→ **TRY IT**
Where a line of the data below has the string "between", copy that line.

==== SOURCE INFORMATION

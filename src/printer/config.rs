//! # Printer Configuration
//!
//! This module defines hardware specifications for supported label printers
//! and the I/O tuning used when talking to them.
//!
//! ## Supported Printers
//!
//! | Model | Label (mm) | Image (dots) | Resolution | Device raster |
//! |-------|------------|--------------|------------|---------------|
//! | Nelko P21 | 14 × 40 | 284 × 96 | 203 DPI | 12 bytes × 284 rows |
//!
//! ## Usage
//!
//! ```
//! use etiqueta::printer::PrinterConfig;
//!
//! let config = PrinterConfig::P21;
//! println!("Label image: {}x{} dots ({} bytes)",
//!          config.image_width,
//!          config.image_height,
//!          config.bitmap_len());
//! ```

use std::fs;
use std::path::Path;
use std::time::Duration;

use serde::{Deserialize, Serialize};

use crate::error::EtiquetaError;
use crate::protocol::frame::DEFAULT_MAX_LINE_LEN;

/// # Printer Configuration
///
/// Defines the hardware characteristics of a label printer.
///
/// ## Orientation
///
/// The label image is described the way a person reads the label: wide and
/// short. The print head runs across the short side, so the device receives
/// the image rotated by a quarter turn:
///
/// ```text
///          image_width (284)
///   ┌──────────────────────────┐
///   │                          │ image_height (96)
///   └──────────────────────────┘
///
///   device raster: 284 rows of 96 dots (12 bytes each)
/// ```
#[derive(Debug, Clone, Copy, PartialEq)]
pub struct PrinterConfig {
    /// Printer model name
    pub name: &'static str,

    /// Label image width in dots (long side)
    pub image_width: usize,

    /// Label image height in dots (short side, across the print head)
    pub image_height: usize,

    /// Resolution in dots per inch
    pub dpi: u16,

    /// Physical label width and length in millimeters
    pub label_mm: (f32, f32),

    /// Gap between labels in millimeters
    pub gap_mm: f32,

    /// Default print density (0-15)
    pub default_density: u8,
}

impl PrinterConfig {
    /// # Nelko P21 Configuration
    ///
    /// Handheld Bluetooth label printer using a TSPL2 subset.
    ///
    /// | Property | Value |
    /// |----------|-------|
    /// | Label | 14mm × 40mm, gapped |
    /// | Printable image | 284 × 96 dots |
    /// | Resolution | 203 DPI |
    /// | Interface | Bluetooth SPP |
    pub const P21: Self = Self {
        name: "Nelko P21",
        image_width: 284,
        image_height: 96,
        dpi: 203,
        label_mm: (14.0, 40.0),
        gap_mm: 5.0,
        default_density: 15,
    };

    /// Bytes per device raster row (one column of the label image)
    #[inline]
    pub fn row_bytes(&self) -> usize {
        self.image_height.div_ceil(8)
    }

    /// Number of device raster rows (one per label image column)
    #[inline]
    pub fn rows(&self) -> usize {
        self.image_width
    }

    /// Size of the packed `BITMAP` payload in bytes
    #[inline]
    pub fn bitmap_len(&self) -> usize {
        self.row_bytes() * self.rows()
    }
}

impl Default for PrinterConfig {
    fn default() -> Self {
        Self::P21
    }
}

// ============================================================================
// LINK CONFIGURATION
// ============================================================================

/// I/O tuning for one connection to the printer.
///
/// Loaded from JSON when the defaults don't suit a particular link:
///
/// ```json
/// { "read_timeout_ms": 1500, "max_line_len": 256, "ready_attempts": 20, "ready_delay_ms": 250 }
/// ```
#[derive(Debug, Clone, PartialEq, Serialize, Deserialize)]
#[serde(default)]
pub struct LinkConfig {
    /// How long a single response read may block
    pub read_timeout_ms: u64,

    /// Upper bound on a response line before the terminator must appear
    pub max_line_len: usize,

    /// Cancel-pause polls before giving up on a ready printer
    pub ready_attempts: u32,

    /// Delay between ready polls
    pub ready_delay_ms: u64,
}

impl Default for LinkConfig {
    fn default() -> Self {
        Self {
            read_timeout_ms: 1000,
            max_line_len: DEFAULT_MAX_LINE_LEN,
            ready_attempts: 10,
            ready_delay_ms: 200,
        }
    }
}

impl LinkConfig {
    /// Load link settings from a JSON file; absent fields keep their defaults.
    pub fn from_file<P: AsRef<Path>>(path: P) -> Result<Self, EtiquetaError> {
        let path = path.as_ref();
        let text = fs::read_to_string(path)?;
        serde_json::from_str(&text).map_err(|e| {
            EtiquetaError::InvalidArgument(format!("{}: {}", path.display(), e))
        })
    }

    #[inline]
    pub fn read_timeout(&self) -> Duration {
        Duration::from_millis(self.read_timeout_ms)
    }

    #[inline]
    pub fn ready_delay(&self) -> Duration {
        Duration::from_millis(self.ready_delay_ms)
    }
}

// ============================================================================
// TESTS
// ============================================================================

========
==== SOURCE INFORMATION

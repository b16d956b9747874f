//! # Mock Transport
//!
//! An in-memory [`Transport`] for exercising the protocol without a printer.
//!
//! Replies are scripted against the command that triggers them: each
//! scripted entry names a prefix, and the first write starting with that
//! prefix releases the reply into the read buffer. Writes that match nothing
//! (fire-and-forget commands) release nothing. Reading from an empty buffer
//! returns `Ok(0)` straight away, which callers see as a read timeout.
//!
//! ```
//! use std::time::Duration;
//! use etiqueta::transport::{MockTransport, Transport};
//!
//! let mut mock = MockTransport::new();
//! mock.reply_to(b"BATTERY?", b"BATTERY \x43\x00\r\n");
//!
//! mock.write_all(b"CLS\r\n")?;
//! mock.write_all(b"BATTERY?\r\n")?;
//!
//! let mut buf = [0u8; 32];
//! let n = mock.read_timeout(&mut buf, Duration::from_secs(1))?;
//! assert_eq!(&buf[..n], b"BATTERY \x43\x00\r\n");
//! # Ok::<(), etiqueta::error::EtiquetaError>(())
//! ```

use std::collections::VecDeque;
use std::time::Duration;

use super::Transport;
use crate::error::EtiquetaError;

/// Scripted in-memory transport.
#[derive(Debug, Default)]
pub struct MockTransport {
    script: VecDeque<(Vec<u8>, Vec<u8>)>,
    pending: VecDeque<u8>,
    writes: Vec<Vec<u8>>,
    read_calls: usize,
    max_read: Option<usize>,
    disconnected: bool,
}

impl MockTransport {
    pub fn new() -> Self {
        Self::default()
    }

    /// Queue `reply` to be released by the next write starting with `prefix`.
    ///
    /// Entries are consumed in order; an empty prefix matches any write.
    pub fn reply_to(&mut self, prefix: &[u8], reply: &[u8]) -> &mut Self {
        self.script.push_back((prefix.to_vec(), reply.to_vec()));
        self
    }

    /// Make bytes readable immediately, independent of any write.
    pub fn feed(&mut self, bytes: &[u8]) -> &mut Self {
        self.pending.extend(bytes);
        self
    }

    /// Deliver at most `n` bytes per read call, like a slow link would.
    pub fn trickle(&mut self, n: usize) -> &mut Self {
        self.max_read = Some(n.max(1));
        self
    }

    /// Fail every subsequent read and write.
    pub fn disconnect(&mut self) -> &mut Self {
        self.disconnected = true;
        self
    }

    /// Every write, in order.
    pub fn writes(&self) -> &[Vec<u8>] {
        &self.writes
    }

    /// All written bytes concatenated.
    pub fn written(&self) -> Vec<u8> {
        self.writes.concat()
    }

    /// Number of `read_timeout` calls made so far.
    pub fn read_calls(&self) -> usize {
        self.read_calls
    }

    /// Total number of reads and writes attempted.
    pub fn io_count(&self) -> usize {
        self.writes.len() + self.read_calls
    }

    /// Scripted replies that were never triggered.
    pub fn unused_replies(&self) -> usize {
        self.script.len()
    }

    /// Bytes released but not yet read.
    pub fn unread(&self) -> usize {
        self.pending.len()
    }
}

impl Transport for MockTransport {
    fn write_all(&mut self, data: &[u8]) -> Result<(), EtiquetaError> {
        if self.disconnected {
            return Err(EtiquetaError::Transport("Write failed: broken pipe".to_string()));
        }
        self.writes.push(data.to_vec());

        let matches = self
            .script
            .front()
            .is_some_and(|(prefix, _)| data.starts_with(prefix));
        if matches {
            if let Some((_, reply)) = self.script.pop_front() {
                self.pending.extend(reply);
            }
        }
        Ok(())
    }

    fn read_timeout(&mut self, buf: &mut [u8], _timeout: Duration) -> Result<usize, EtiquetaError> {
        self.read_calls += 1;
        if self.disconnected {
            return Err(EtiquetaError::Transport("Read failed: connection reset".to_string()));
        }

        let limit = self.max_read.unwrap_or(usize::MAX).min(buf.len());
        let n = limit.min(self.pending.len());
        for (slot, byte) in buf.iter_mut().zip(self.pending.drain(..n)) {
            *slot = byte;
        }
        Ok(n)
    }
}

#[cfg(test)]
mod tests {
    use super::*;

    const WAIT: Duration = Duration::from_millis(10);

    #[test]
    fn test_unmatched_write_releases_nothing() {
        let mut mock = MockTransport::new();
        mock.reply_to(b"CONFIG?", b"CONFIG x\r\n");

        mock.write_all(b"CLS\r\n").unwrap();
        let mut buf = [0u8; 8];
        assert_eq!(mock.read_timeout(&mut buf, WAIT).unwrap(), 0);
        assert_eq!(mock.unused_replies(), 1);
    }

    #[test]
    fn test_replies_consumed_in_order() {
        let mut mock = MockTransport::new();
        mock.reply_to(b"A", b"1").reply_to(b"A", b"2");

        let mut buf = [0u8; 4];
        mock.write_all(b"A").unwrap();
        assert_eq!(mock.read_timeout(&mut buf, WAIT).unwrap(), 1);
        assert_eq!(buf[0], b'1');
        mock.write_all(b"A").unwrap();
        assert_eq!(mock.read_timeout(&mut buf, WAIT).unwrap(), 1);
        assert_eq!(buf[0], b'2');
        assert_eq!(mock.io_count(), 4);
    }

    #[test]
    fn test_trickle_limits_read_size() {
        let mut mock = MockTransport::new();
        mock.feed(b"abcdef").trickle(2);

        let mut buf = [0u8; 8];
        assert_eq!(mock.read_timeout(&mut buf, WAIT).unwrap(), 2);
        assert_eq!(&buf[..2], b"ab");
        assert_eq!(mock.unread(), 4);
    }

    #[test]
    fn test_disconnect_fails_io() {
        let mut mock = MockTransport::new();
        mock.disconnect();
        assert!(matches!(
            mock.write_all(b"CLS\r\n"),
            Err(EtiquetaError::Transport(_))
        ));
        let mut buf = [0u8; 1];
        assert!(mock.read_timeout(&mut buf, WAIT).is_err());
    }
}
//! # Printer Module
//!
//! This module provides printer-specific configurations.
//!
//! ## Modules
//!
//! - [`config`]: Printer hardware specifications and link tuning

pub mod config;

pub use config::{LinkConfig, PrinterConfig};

========

→ **WRITTEN RESPONSE**
    /// Gap between labels in millimeters
    /// Delay between ready polls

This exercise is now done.